Alice Anne Ellis - draft Artist Satement
Alice Anne Ellis / Draft Artist Statement
I find that my painting is not so much making, as discovering finding connections between shapes, finding echoes of stories in objects, and trying to find the essence of objects through simplification.
Since much of my inspiration comes from nature, I like to use leaves, twigs, and flowers to make marks. They are not so much tools, as collaborators in the process.
I am also interested in symbols and writing. Letters seem to echo the human face, or physical objects. "O" makes the shape our mouth makes as we say it. "W" looks like a wave in water. Some pictograms can be traced to the objects they represent.

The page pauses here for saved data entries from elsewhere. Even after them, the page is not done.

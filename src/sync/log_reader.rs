//! Pending log entry extraction.

use crate::config::SinkConfig;
use crate::error::Result;
use crate::records::TableRecords;
use crate::sql;
use tokio_postgres::Transaction;
use tracing::debug;

/// Reads the committed offset and the log rows past it, inside the cycle's
/// transaction.
pub struct LogTableReader<'a> {
    config: &'a SinkConfig,
}

impl<'a> LogTableReader<'a> {
    pub fn new(config: &'a SinkConfig) -> Self {
        LogTableReader { config }
    }

    /// Last committed offset for the configured log table. A missing offset
    /// row means no cycle has ever run, so processing starts from the
    /// beginning.
    pub async fn read_offset(&self, txn: &Transaction<'_>) -> Result<i64> {
        let query = sql::build_offset_select(
            &self.config.log_offset_table_name,
            &self.config.log_offset_table_logtable_column,
            &self.config.log_offset_table_offset_column,
        );
        let rows = txn.query(&query, &[&self.config.log_table_name]).await?;
        match rows.first() {
            Some(row) => Ok(row.try_get::<_, Option<i64>>(0)?.unwrap_or(0)),
            None => Ok(0),
        }
    }

    /// Every log row with a log id strictly above `offset`.
    pub async fn read_pending(&self, txn: &Transaction<'_>, offset: i64) -> Result<TableRecords> {
        let query = sql::build_pending_select(
            &self.config.log_table_name,
            &self.config.log_table_pk_column,
        );
        debug!("Using pending log SELECT query: {query}");
        let statement = txn.prepare(&query).await?;
        let rows = txn.query(&statement, &[&offset]).await?;
        TableRecords::from_query(&statement, &rows)
    }
}
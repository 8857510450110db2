//! Error types for the nested-set sink.

use thiserror::Error;

#[derive(Error, Debug)]
pub enum SinkError {
    #[error("the table {table} doesn't contain the expected column {column}")]
    MissingColumn { table: String, column: String },

    #[error("null value in the {column} column of the table {table}")]
    NullKey { table: String, column: String },

    #[error("invalid operation type {code} retrieved for the ID {node_id} in the table {table}")]
    UnknownOperation {
        code: i32,
        node_id: i64,
        table: String,
    },

    #[error("unsupported column type {ty} in column {column}")]
    UnsupportedColumnType { column: String, ty: String },

    #[error("invalid sink configuration: {0}")]
    InvalidConfig(String),

    #[error("PostgreSQL error: {0}")]
    Postgres(#[from] tokio_postgres::Error),

    #[error("IO error: {0}")]
    Io(#[from] std::io::Error),

    #[error("YAML parse error: {0}")]
    Yaml(#[from] serde_yaml::Error),
}

pub type Result<T> = std::result::Result<T, SinkError>;
//! Insert/update/delete partitioning.

use crate::error::{Result, SinkError};
use crate::records::LogColumns;
use crate::value::SqlValue;
use std::collections::HashSet;

/// Surviving log entries split by the statement that will apply them.
#[derive(Debug, Default)]
pub struct RecordPartitions {
    pub inserts: Vec<Vec<SqlValue>>,
    pub updates: Vec<Vec<SqlValue>>,
    pub deletes: Vec<Vec<SqlValue>>,
}

/// Split survivors by operation and live-table membership. A delete for a
/// node the live table doesn't hold still lands in `deletes`; the DELETE
/// statement is a no-op for it.
pub fn partition(
    survivors: Vec<Vec<SqlValue>>,
    live_ids: &HashSet<i64>,
    columns: &LogColumns,
    upsert_code: i32,
    delete_code: i32,
) -> Result<RecordPartitions> {
    let mut partitions = RecordPartitions::default();
    for row in survivors {
        let operation = columns.operation(&row)?;
        let node_id = columns.node_id(&row)?;
        if operation == delete_code {
            partitions.deletes.push(row);
        } else if operation == upsert_code {
            if live_ids.contains(&node_id) {
                partitions.updates.push(row);
            } else {
                partitions.inserts.push(row);
            }
        } else {
            return Err(SinkError::UnknownOperation {
                code: operation,
                node_id,
                table: columns.table().to_string(),
            });
        }
    }
    Ok(partitions)
}
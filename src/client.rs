//! PostgreSQL client utilities.

use crate::error::Result;
use tokio_postgres::{Client, NoTls};
use tracing::error;

/// Create a new PostgreSQL client with connection handling.
///
/// The returned client is owned by the caller; the connection itself is
/// driven by a spawned task until the client is dropped.
pub async fn new_postgresql_client(connection_string: &str) -> Result<Client> {
    let (client, connection) = tokio_postgres::connect(connection_string, NoTls).await?;

    // Spawn connection handler
    tokio::spawn(async move {
        if let Err(e) = connection.await {
            error!("PostgreSQL connection error: {e}");
        }
    });

    Ok(client)
}
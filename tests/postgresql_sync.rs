//! PostgreSQL synchronization E2E tests.
//!
//! These tests run against a live PostgreSQL instance
//! (`NESTEDSET_SINK_TEST_POSTGRES`, defaulting to localhost). Each test
//! creates its own uniquely named live/log/offset tables, drives the
//! synchronizer through one or more cycles and asserts the resulting table
//! state and committed offset.

use nestedset_sink::testing::{
    append_delete, append_upsert, create_nested_set_schema, drop_nested_set_schema,
    generate_test_id, postgres_connection_string, read_live_table, read_offset, sink_config_for,
};
use nestedset_sink::{new_postgresql_client, SinkConfig, SinkError, SyncOutcome, Synchronizer};
use tokio_postgres::Client;

async fn setup() -> Result<(Client, SinkConfig), Box<dyn std::error::Error>> {
    tracing_subscriber::fmt()
        .with_env_filter("nestedset_sink=debug")
        .try_init()
        .ok();

    let test_id = generate_test_id();
    let config = sink_config_for(
        &format!("category_{test_id}"),
        &format!("category_log_{test_id}"),
        &format!("sync_offset_{test_id}"),
    );
    let client = new_postgresql_client(&postgres_connection_string()).await?;
    create_nested_set_schema(&client, &config).await?;
    Ok((client, config))
}

async fn seed_live_row(
    client: &Client,
    config: &SinkConfig,
    id: i64,
    left: i32,
    right: i32,
    name: &str,
) -> Result<(), Box<dyn std::error::Error>> {
    let insert = format!(
        "INSERT INTO {} (id, lft, rgt, name) VALUES ($1, $2, $3, $4)",
        config.table_name
    );
    client
        .execute(&insert, &[&id, &left, &right, &name])
        .await?;
    Ok(())
}

#[tokio::test]
async fn simple_insert() -> Result<(), Box<dyn std::error::Error>> {
    let (mut client, config) = setup().await?;
    append_upsert(&client, &config, 10, 1, 2, "a").await?;

    let synchronizer = Synchronizer::new(config.clone());
    let outcome = synchronizer.synchronize(&mut client).await?;

    assert_eq!(
        outcome,
        SyncOutcome::Applied {
            inserted: 1,
            updated: 0,
            deleted: 0,
            offset: 1,
        }
    );
    assert_eq!(
        read_live_table(&client, &config).await?,
        vec![(10, 1, 2, Some("a".to_string()))]
    );
    assert_eq!(read_offset(&client, &config).await?, Some(1));

    drop_nested_set_schema(&client, &config).await?;
    Ok(())
}

#[tokio::test]
async fn dedup_applies_only_the_latest_entry() -> Result<(), Box<dyn std::error::Error>> {
    let (mut client, config) = setup().await?;
    append_upsert(&client, &config, 10, 1, 4, "x").await?;
    append_upsert(&client, &config, 10, 1, 2, "y").await?;

    let synchronizer = Synchronizer::new(config.clone());
    let outcome = synchronizer.synchronize(&mut client).await?;

    assert_eq!(
        outcome,
        SyncOutcome::Applied {
            inserted: 1,
            updated: 0,
            deleted: 0,
            offset: 2,
        }
    );
    assert_eq!(
        read_live_table(&client, &config).await?,
        vec![(10, 1, 2, Some("y".to_string()))]
    );
    assert_eq!(read_offset(&client, &config).await?, Some(2));

    drop_nested_set_schema(&client, &config).await?;
    Ok(())
}

#[tokio::test]
async fn invalid_intermediate_entry_is_superseded() -> Result<(), Box<dyn std::error::Error>> {
    let (mut client, config) = setup().await?;
    append_upsert(&client, &config, 10, 5, 3, "bad").await?;
    append_upsert(&client, &config, 10, 1, 2, "ok").await?;

    let synchronizer = Synchronizer::new(config.clone());
    let outcome = synchronizer.synchronize(&mut client).await?;

    assert!(matches!(outcome, SyncOutcome::Applied { offset: 2, .. }));
    assert_eq!(
        read_live_table(&client, &config).await?,
        vec![(10, 1, 2, Some("ok".to_string()))]
    );

    drop_nested_set_schema(&client, &config).await?;
    Ok(())
}

#[tokio::test]
async fn overlapping_projection_rejects_the_whole_cycle(
) -> Result<(), Box<dyn std::error::Error>> {
    let (mut client, config) = setup().await?;
    seed_live_row(&client, &config, 10, 1, 4, "root").await?;
    append_upsert(&client, &config, 20, 2, 5, "overlap").await?;

    let synchronizer = Synchronizer::new(config.clone());
    let outcome = synchronizer.synchronize(&mut client).await?;

    assert_eq!(outcome, SyncOutcome::SkippedInvalidForest);
    assert_eq!(
        read_live_table(&client, &config).await?,
        vec![(10, 1, 4, Some("root".to_string()))]
    );
    assert_eq!(read_offset(&client, &config).await?, None);

    drop_nested_set_schema(&client, &config).await?;
    Ok(())
}

#[tokio::test]
async fn mixed_upsert_and_delete_apply_deletes_last() -> Result<(), Box<dyn std::error::Error>> {
    let (mut client, config) = setup().await?;
    seed_live_row(&client, &config, 10, 1, 4, "root").await?;
    seed_live_row(&client, &config, 20, 2, 3, "child").await?;
    append_delete(&client, &config, 20).await?;
    append_upsert(&client, &config, 10, 1, 2, "root").await?;

    let synchronizer = Synchronizer::new(config.clone());
    let outcome = synchronizer.synchronize(&mut client).await?;

    assert_eq!(
        outcome,
        SyncOutcome::Applied {
            inserted: 0,
            updated: 1,
            deleted: 1,
            offset: 2,
        }
    );
    assert_eq!(
        read_live_table(&client, &config).await?,
        vec![(10, 1, 2, Some("root".to_string()))]
    );
    assert_eq!(read_offset(&client, &config).await?, Some(2));

    drop_nested_set_schema(&client, &config).await?;
    Ok(())
}

#[tokio::test]
async fn delete_of_absent_node_is_idempotent() -> Result<(), Box<dyn std::error::Error>> {
    let (mut client, config) = setup().await?;
    append_delete(&client, &config, 99).await?;

    let synchronizer = Synchronizer::new(config.clone());
    let outcome = synchronizer.synchronize(&mut client).await?;

    assert_eq!(
        outcome,
        SyncOutcome::Applied {
            inserted: 0,
            updated: 0,
            deleted: 1,
            offset: 1,
        }
    );
    assert!(read_live_table(&client, &config).await?.is_empty());

    drop_nested_set_schema(&client, &config).await?;
    Ok(())
}

#[tokio::test]
async fn empty_pending_is_a_no_op() -> Result<(), Box<dyn std::error::Error>> {
    let (mut client, config) = setup().await?;

    let synchronizer = Synchronizer::new(config.clone());
    let outcome = synchronizer.synchronize(&mut client).await?;

    assert_eq!(outcome, SyncOutcome::NoPending);
    assert_eq!(read_offset(&client, &config).await?, None);

    drop_nested_set_schema(&client, &config).await?;
    Ok(())
}

#[tokio::test]
async fn offset_advances_monotonically_across_cycles() -> Result<(), Box<dyn std::error::Error>> {
    let (mut client, config) = setup().await?;
    let synchronizer = Synchronizer::new(config.clone());

    append_upsert(&client, &config, 10, 1, 2, "a").await?;
    let first = synchronizer.synchronize(&mut client).await?;
    assert!(matches!(first, SyncOutcome::Applied { offset: 1, .. }));

    // Nothing new: the already-folded entry is never re-read.
    assert_eq!(
        synchronizer.synchronize(&mut client).await?,
        SyncOutcome::NoPending
    );
    assert_eq!(read_offset(&client, &config).await?, Some(1));

    append_upsert(&client, &config, 20, 3, 4, "b").await?;
    let second = synchronizer.synchronize(&mut client).await?;
    assert!(matches!(second, SyncOutcome::Applied { offset: 2, .. }));
    assert_eq!(read_offset(&client, &config).await?, Some(2));
    assert_eq!(read_live_table(&client, &config).await?.len(), 2);

    drop_nested_set_schema(&client, &config).await?;
    Ok(())
}

#[tokio::test]
async fn update_rewrites_coordinates_and_payload() -> Result<(), Box<dyn std::error::Error>> {
    let (mut client, config) = setup().await?;
    seed_live_row(&client, &config, 10, 1, 2, "before").await?;
    append_upsert(&client, &config, 10, 1, 4, "after").await?;
    append_upsert(&client, &config, 20, 2, 3, "child").await?;

    let synchronizer = Synchronizer::new(config.clone());
    let outcome = synchronizer.synchronize(&mut client).await?;

    assert_eq!(
        outcome,
        SyncOutcome::Applied {
            inserted: 1,
            updated: 1,
            deleted: 0,
            offset: 2,
        }
    );
    assert_eq!(
        read_live_table(&client, &config).await?,
        vec![
            (10, 1, 4, Some("after".to_string())),
            (20, 2, 3, Some("child".to_string())),
        ]
    );

    drop_nested_set_schema(&client, &config).await?;
    Ok(())
}

#[tokio::test]
async fn misconfigured_column_name_is_fatal() -> Result<(), Box<dyn std::error::Error>> {
    let (mut client, config) = setup().await?;
    append_upsert(&client, &config, 10, 1, 2, "a").await?;

    let mut broken = config.clone();
    broken.table_left_column = "does_not_exist".to_string();
    let synchronizer = Synchronizer::new(broken);
    let err = synchronizer.synchronize(&mut client).await.unwrap_err();

    assert!(matches!(err, SinkError::MissingColumn { .. }));
    assert!(read_live_table(&client, &config).await?.is_empty());

    drop_nested_set_schema(&client, &config).await?;
    Ok(())
}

But let's abandon literacy and look at writing as just marks, like a child reading adult script, or a western eye looking at Japanese. We can appreciate the beauty of the letters as shapes, the paragraph as a shaded block. By taking away meaning, we add a layer of perception.
无为 - Action without action.
Labels: Alice Anne
4 Comments:
There are some wonderful things in this A.A. It makes me realize that you should blow up some of the letter forms in the piece we looked at on Wed. Vary their size - focus on the words as drawings by enlarging them by 200 percent and see what happens.
Alice Anne,
The last two paragraphs read very well. There is plenty of "breathing room" to take in your information. I also wrote my statement in the first person.
This is my opinion and it's a matter of style and preference but the writing can be just as direct and clear without using "I" to indicate the speaker.
What do I know? I am not an English teacher.
Various “comments” from Alice Anne:
To Amie, …Yes! I was thinking about this (enlarging letters, etc.). I will try.
To Mary…Thank you. I agree the latter part hangs together better. In fact, I think I could just delete my first two paragraphs with advantages! They are waffly.
I work in a reductive way. I use too many words. If I am asked to describe my work in 50-75 words the results are much more direct. It's like writing a paper and erasing everything but the thesis statement and a few sentences from the conclusion.